2009 proved to be a hard year, financially, for Americans. New reports show that the amount of people considered poor has climbed to its highest level in decades. According to the Census Bureau’s annual report, the unemployment rate, combined with the state of the economy, has left one in seven people living below the poverty level.
The recession left millions without a job, and the new Census report shows the effect it took on their finances. The poverty rate in America climbed from 13.2% (39.8 million people) in 2008 to an alarming 14.3% (43.6 million people) in 2009.
The lack of jobs didn’t just leave Americans without money; it also left them without healthcare. 50.7 million people in 2009 did not have health coverage. Congress is attempting to address this concern with the health care overhaul that was passed this year, but the benefits will not kick in until 2014.

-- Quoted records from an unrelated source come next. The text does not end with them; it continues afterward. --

#[macro_use]
extern crate rocket;

#[cfg(test)]
#[macro_use]
extern crate backend_test;

use rocket::{Build, Rocket};

pub mod api;
pub mod config;
pub mod error;
pub mod finalizer;
pub mod logging;
pub mod model;
pub mod scheduled_task;
pub mod voting;

pub use config::Config;
pub use finalizer::ElectionFinalizers;

use config::{ConfigFairing, PublisherFairing, StoreFairing};
use finalizer::ElectionFinalizerFairing;
use logging::LoggerFairing;

/// Build the server from `Rocket.toml` and the environment.
pub fn build() -> Rocket<Build> {
    rocket::build()
        .mount("/", api::routes())
        .attach(LoggerFairing)
        .attach(ConfigFairing)
        .attach(StoreFairing)
        .attach(PublisherFairing)
        .attach(ElectionFinalizerFairing)
}

/// Build a server for tests around the given store.
#[cfg(test)]
pub(crate) fn rocket_for_store(db: model::store::Db) -> Rocket<Build> {
    use std::sync::Arc;

    use voting::{LogPublisher, Publisher};

    let figment = rocket::Config::figment()
        .merge(("hmac_secret", "test secret"))
        .merge(("cast_attempts", 3))
        .merge(("log_level", "off"));
    let publisher: Publisher = Arc::new(LogPublisher);
    rocket::custom(figment)
        .mount("/", api::routes())
        .attach(ConfigFairing)
        .manage(db)
        .manage(publisher)
        .attach(ElectionFinalizerFairing)
}
use rocket::Route;

mod admin;
mod lookup;
mod public;
mod voting;

pub fn routes() -> Vec<Route> {
    let mut routes = Vec::new();
    routes.extend(admin::routes());
    routes.extend(public::routes());
    routes.extend(lookup::routes());
    routes.extend(voting::routes());
    routes
}
use serde::{Deserialize, Serialize};

use crate::model::{
    common::{
        candidate::CandidateState,
        election::{CandidateId, ElectionId, PersonId},
    },
    db::{candidate::Candidate, roster::Person},
};

/// A candidacy as submitted by an administrator. The person is named by document number.
#[derive(Debug, Clone, Serialize, Deserialize)]
#[serde(rename_all = "camelCase")]
pub struct CandidateSpec {
    pub list_number: u32,
    pub document_number: String,
}

/// A candidate, with the candidate's name for display.
#[derive(Debug, Clone, PartialEq, Eq, Serialize, Deserialize)]
#[serde(rename_all = "camelCase")]
pub struct CandidateDescription {
    pub id: CandidateId,
    pub election_id: ElectionId,
    pub list_number: u32,
    pub person_id: PersonId,
    pub name: String,
    pub state: CandidateState,
}

impl CandidateDescription {
    pub fn new(candidate: Candidate, person: Option<&Person>) -> Self {
        Self {
            id: candidate.id,
            election_id: candidate.election_id,
            list_number: candidate.list_number,
            person_id: candidate.person_id,
            name: person.map(|p| p.name.clone()).unwrap_or_default(),
            state: candidate.state,
        }
    }
}
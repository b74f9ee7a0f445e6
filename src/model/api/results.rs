use serde::{Deserialize, Serialize};

use crate::model::common::election::{CandidateId, ElectionId, ElectionState};

/// Final vote totals for an election. Contains no information about who voted for whom.
#[derive(Debug, Clone, PartialEq, Serialize, Deserialize)]
#[serde(rename_all = "camelCase")]
pub struct ElectionResults {
    pub election_id: ElectionId,
    pub title: String,
    pub state: ElectionState,
    pub enabled_voters: u32,
    pub votes_cast: u32,
    pub blank_votes: u64,
    /// Candidates in list number order.
    pub candidates: Vec<CandidateTotal>,
    /// Fraction of enabled voters that voted, if any voters were enabled.
    pub turnout: Option<f64>,
}

#[derive(Debug, Clone, PartialEq, Eq, Serialize, Deserialize)]
#[serde(rename_all = "camelCase")]
pub struct CandidateTotal {
    pub candidate_id: CandidateId,
    pub list_number: u32,
    pub name: String,
    pub votes: u64,
}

President Barack Obama issued a statement referring to 2009 as a tough year. He said that had it not been for the tax relief and the Recovery Act, the situation would have been much worse.
David Johnson, chief of the Census Bureau’s household economics division, said there were many things that prevented the number from being much worse. The extensions granted on unemployment benefits prevented 3.3 million from falling into poverty, according to Johnson. He also said many American families have managed to stay above the poverty level by combining households, or by having adult children move back in with their parents.
According to the data, if the tax credits and food stamp benefits that many received were counted as income, 7.8 million more would have been above poverty levels.
The 2009 poverty line was $21,954 for a family of four.